═════ Provided entries

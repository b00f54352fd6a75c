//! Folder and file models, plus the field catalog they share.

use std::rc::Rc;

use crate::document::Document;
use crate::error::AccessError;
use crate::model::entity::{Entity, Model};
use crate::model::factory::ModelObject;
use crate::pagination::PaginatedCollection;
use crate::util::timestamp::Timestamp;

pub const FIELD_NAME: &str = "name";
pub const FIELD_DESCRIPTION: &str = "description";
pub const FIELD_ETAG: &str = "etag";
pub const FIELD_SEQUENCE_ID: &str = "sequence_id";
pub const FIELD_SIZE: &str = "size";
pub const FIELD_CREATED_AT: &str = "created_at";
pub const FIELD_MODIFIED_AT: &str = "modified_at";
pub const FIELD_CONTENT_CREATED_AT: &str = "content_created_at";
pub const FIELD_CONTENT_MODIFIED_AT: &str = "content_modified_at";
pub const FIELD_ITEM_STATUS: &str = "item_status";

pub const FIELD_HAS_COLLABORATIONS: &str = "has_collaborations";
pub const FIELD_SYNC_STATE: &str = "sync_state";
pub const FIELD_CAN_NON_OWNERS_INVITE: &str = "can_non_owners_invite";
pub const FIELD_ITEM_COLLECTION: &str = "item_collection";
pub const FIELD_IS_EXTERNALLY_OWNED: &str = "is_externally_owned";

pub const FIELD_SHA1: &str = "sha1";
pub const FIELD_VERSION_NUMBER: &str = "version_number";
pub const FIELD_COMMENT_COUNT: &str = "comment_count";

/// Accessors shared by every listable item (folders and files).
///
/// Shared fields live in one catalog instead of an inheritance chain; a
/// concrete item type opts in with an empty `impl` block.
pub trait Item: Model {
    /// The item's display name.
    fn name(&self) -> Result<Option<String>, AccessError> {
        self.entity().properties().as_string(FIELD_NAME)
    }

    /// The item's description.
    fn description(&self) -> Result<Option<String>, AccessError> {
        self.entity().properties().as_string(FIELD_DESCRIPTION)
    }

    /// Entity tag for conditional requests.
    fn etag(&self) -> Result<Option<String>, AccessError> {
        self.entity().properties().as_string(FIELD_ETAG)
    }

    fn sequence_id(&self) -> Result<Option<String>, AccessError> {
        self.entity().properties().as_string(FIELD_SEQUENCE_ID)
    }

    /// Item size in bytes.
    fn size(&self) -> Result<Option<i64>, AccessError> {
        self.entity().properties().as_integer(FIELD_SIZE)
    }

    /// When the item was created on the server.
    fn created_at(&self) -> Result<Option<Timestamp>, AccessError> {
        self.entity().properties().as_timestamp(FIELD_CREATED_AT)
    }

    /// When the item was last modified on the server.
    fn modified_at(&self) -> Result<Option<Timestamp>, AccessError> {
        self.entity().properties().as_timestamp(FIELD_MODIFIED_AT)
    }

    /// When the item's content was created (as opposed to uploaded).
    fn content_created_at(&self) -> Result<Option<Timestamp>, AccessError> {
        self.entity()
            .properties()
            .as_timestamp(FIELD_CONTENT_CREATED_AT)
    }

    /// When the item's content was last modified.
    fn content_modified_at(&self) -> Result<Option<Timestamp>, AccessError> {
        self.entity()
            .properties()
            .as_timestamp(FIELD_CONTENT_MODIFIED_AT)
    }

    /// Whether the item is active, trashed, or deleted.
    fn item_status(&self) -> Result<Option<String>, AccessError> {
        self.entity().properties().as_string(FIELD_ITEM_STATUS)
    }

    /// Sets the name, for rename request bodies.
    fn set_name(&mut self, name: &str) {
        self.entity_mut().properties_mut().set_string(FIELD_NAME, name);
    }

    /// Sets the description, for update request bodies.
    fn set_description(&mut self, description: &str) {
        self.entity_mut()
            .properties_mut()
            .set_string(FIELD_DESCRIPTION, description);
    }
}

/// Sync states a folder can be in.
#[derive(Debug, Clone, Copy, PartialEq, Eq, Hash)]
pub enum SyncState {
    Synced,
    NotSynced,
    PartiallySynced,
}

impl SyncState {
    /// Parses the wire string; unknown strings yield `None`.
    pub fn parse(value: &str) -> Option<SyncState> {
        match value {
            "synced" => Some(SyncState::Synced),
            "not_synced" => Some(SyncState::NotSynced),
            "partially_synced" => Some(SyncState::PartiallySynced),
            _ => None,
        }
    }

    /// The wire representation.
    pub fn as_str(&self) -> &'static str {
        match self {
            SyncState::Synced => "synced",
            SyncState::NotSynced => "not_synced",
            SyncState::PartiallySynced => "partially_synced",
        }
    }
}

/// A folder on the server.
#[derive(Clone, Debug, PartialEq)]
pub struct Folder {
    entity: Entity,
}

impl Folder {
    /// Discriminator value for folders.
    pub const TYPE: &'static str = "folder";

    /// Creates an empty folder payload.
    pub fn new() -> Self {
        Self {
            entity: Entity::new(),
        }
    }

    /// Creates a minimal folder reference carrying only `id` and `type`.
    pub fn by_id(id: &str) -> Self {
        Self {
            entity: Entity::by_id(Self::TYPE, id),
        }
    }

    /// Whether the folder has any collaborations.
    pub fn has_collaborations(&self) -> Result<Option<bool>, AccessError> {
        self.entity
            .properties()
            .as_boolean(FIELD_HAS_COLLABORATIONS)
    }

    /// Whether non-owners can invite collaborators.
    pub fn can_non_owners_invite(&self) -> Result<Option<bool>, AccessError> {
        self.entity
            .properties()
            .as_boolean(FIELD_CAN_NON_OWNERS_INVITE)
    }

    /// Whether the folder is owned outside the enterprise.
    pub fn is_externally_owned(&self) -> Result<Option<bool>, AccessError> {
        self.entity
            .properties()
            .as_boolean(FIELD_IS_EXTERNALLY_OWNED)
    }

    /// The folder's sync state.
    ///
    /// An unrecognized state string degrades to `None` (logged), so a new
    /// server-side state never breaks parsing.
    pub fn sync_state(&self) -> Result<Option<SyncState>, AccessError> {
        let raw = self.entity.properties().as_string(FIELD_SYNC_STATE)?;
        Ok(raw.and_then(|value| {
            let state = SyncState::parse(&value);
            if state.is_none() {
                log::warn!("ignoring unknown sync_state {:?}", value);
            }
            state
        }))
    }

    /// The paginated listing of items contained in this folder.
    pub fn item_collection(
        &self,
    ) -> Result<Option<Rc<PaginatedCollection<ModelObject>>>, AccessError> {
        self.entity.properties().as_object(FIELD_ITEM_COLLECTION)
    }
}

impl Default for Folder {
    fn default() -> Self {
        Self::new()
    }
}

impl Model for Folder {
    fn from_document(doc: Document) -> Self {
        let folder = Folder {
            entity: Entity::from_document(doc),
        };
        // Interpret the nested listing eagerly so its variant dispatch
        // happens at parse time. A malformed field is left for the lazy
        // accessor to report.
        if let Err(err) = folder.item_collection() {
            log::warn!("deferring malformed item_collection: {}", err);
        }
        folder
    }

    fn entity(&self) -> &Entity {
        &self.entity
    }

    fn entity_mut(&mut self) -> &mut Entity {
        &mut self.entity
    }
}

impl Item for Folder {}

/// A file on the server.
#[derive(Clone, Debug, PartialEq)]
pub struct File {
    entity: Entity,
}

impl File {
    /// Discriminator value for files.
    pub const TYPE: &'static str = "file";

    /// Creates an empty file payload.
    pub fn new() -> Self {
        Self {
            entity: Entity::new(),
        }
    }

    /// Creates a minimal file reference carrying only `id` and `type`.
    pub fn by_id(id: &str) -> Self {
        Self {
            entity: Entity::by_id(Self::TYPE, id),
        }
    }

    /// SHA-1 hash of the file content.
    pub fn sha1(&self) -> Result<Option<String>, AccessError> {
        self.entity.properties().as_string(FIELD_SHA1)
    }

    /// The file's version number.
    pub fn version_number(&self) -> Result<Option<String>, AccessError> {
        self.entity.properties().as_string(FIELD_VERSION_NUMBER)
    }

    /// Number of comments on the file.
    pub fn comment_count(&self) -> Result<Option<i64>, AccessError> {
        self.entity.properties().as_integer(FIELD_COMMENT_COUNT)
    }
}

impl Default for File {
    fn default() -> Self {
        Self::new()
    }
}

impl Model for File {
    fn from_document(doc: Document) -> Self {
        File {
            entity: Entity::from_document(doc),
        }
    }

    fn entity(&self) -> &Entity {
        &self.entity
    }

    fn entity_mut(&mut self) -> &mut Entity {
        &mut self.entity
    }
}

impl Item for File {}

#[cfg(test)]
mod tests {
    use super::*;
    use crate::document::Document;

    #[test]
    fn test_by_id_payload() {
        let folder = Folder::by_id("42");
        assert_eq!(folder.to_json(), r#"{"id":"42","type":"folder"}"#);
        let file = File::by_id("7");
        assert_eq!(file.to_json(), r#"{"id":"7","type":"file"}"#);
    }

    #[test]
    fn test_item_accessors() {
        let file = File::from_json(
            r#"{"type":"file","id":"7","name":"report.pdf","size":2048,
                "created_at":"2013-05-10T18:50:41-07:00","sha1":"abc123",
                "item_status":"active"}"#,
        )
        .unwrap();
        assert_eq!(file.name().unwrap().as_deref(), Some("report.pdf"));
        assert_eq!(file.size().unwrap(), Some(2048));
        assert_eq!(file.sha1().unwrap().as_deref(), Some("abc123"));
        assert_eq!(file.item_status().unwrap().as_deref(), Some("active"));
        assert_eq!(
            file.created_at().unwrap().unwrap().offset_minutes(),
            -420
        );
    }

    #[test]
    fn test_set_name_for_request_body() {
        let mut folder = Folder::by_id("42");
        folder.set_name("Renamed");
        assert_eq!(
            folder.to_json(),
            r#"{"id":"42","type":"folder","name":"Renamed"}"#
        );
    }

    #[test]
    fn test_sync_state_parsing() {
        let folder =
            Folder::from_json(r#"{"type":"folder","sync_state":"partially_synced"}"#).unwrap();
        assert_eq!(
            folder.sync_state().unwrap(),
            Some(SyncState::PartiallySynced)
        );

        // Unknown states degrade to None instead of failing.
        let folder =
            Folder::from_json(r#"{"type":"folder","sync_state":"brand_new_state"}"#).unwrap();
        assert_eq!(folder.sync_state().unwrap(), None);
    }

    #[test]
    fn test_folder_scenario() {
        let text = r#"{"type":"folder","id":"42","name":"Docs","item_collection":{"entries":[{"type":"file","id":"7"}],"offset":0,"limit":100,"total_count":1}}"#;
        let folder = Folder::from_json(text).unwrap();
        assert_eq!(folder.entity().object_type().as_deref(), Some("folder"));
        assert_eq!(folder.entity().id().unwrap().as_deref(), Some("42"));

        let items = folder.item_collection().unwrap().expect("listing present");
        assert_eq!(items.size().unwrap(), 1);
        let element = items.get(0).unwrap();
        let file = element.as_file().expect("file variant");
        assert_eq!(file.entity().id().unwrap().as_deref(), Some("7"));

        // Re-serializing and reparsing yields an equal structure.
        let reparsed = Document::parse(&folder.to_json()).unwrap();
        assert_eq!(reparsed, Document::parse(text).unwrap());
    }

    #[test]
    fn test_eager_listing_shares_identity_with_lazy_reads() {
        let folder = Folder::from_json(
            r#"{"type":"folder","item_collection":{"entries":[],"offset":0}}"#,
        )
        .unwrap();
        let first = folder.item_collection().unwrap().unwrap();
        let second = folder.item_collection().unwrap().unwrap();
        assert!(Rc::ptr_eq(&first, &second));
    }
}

══════════
═════ Provided entries

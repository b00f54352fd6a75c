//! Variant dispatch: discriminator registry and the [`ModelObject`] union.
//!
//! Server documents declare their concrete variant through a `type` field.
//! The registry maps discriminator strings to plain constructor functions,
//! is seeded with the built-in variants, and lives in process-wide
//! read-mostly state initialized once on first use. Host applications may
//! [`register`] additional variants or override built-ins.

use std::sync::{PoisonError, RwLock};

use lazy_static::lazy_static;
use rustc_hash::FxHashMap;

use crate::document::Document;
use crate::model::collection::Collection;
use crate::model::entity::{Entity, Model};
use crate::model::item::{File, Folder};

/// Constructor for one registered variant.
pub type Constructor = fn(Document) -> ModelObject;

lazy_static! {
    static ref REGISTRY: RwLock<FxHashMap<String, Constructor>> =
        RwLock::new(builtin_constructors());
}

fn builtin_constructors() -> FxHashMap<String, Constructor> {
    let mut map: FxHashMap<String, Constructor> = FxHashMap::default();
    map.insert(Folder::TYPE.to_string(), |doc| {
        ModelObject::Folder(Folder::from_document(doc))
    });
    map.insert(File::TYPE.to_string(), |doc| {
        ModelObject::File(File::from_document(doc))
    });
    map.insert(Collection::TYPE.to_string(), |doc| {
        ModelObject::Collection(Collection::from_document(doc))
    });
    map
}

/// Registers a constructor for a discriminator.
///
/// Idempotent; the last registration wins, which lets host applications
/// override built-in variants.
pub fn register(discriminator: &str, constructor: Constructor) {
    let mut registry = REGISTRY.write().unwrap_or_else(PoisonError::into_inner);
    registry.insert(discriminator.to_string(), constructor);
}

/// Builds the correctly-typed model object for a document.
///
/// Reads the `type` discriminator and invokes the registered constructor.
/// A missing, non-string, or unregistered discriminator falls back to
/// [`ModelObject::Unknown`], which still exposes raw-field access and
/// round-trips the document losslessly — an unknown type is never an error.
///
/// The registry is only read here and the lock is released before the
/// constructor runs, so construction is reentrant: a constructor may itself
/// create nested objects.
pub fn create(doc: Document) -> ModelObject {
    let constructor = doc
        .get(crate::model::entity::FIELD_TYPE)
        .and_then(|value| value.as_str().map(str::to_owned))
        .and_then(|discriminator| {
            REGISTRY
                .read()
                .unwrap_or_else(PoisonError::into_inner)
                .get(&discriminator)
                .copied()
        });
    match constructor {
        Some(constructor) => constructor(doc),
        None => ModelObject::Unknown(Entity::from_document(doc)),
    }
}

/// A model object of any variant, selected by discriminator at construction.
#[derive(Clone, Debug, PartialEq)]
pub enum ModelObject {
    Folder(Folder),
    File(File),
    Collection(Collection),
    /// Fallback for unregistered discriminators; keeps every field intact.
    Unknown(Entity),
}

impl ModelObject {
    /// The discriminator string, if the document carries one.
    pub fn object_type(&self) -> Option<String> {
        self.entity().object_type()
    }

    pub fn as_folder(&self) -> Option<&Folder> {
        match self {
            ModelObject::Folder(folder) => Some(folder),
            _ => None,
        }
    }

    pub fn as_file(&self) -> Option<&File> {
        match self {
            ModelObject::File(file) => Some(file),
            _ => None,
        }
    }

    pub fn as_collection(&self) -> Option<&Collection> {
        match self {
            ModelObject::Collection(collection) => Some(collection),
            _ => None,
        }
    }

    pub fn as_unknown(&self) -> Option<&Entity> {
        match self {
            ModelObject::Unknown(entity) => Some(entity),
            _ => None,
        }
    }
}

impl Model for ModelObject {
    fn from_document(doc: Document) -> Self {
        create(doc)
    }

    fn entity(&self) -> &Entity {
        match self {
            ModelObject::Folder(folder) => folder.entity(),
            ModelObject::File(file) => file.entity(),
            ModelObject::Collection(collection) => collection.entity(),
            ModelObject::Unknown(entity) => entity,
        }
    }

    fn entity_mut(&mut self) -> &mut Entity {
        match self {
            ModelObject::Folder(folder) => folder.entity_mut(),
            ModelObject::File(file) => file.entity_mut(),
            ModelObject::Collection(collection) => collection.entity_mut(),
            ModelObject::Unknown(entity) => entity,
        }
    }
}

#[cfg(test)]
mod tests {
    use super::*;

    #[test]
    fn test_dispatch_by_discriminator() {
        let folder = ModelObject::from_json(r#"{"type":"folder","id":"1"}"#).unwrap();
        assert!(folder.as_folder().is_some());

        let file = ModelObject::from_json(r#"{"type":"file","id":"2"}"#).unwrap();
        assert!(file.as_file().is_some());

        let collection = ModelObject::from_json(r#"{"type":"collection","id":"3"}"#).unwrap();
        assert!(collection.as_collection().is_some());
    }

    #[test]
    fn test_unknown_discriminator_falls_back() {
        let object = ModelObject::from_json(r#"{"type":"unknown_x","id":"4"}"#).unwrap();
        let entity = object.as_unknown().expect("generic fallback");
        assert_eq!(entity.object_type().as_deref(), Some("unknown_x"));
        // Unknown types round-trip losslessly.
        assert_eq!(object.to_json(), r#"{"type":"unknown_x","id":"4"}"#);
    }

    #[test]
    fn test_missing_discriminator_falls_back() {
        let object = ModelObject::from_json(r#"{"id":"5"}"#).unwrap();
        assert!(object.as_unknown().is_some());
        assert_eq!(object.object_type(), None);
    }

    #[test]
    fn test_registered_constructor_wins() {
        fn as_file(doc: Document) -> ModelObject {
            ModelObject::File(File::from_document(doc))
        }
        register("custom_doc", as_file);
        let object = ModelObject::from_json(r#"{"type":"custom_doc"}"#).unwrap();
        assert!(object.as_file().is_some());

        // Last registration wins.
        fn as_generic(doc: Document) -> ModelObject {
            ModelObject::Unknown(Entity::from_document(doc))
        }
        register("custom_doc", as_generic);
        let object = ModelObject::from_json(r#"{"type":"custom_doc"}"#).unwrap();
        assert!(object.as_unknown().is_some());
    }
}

══════════

Scan the records above for the string "value", then report every line that contains it.

**Exercise output**:
    pub fn parse(value: &str) -> Option<SyncState> {
        match value {
    /// Discriminator value for folders.
        Ok(raw.and_then(|value| {
            let state = SyncState::parse(&value);
                log::warn!("ignoring unknown sync_state {:?}", value);
    /// Discriminator value for files.
        .and_then(|value| value.as_str().map(str::to_owned))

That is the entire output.